This week, my guest at Terry's Place is author Patricia Stoltey. Welcome, Pat.
A Cranky Old Woman’s View on Aging and the Politics of Speaking Out
Let me begin by saying that I’m not calling my mom a cranky old woman in this blog. The politics I discuss have nothing to do with political parties or government, but rather the complex relationship between individuals and society that governs behavior. And speaking out refers to an individual’s right to express his opinion and assert his rights in a reasonable and non-threatening manner without fear of verbally abusive or physically dangerous attacks in response.
That’s a high-falutin’ way of saying I plan to talk about cranky old folks who speak their mind.
My mom, who will turn ninety in May, believes she has earned the right to say anything she pleases, any time she feels like it. She told me this herself. Speaking out was the thing she looked forward to for years, the thing that kept her brain synapses firing as she stored up opinions on everything from politics to washing your hands. Once she reached that certain age, however, she discovered her opinions weren’t always well-received. She was confused. Why did people (her children, for instance) shush her, or exchange tolerant glances or, worst case, tell her she was wrong and angrily try to set her straight?
I witnessed one of those bizarre confrontations when I went to visit my mom last summer and accompanied her to a doctor’s appointment. While we sat in the waiting room, Mom mentioned that I’d have to find something else to do while she and my brother watched the NASCAR race that weekend. A thirty-something lady sitting on the other side of the room threw herself into our conversation as though she doubted Mom’s true fan status, demanded to know which drivers Mom liked and, by the way, what she thought of Earnhardt.
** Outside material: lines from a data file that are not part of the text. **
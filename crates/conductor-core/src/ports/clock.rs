//! Clock port - time abstraction.
//!
//! Lease expiry, heartbeat deadlines and retry backoff all read time through
//! this trait, so tests drive them with `ManualClock` instead of sleeping.

use chrono::{DateTime, Duration, Utc};
use std::sync::{Arc, Mutex};

pub trait Clock: Send + Sync {
    fn now(&self) -> DateTime<Utc>;
}

impl<C: Clock + ?Sized> Clock for Arc<C> {
    fn now(&self) -> DateTime<Utc> {
        (**self).now()
    }
}

/// Wall clock.
#[derive(Debug, Clone, Copy, Default)]
pub struct SystemClock;

impl Clock for SystemClock {
    fn now(&self) -> DateTime<Utc> {
        Utc::now()
    }
}

/// Always returns the same instant.
#[derive(Debug, Clone, Copy)]
pub struct FixedClock {
    at: DateTime<Utc>,
}

impl FixedClock {
    pub fn new(at: DateTime<Utc>) -> Self {
        Self { at }
    }
}

impl Clock for FixedClock {
    fn now(&self) -> DateTime<Utc> {
        self.at
    }
}

/// Test clock that only moves when told to.
#[derive(Debug)]
pub struct ManualClock {
    now: Mutex<DateTime<Utc>>,
}

impl ManualClock {
    pub fn new(start: DateTime<Utc>) -> Self {
        Self {
            now: Mutex::new(start),
        }
    }

    pub fn advance(&self, by: Duration) {
        let mut now = self.now.lock().unwrap_or_else(|e| e.into_inner());
        *now += by;
    }

    pub fn set(&self, at: DateTime<Utc>) {
        let mut now = self.now.lock().unwrap_or_else(|e| e.into_inner());
        *now = at;
    }
}

impl Clock for ManualClock {
    fn now(&self) -> DateTime<Utc> {
        *self.now.lock().unwrap_or_else(|e| e.into_inner())
    }
}
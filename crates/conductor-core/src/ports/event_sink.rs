//! EventSink port - append-only record of state changes.
//!
//! Emission happens while an execution lock is held, so implementations must
//! not block; durable sinks should buffer and write asynchronously.

use crate::domain::DomainEvent;

pub trait EventSink: Send + Sync {
    fn emit(&self, event: DomainEvent);
}

/// Discards every event.
#[derive(Debug, Clone, Copy, Default)]
pub struct NoopEventSink;

impl EventSink for NoopEventSink {
    fn emit(&self, _event: DomainEvent) {}
}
I was getting nervous. This can’t go well, I thought.
Mother, knowing full well she was treading in dangerous territory, spoke her mind. Elder sports fans can be just as scary as thirty-something sports fans. Mom was indignant; the thirty-something was outraged. Both were too loud.
I didn’t know what to do.
But here’s the thing. Even when I was young and less tolerant of cranky elders speaking their minds, I never engaged those folks in a rude exchange, even when their opinions ridiculed my own. I may have thought I knew everything, but I still treated my elders with respect and always listened to opinions and advice.
Well, okay, I didn’t always accept the opinions or follow the advice, but I did listen politely.
During this Nascar incident, I was conflicted. On the one hand, I wanted to hush my mom and end the fuss. But there was also a desire to speak out, defend Mom’s right to say what she wanted to say (no matter how she said it), and chastise the thirty-something for putting my mom down in such a nasty display of disrespect. I didn’t care if the young lady defended her point of view, but this was Nascar, for Pete’s sake. Why not argue with a wink and a smile? I calmed the exchange as best I could with a pointed look at the thirty-something, saying, “It’s all in fun, right? This discussion is all in fun?” For a while, however, it had not been fun at all.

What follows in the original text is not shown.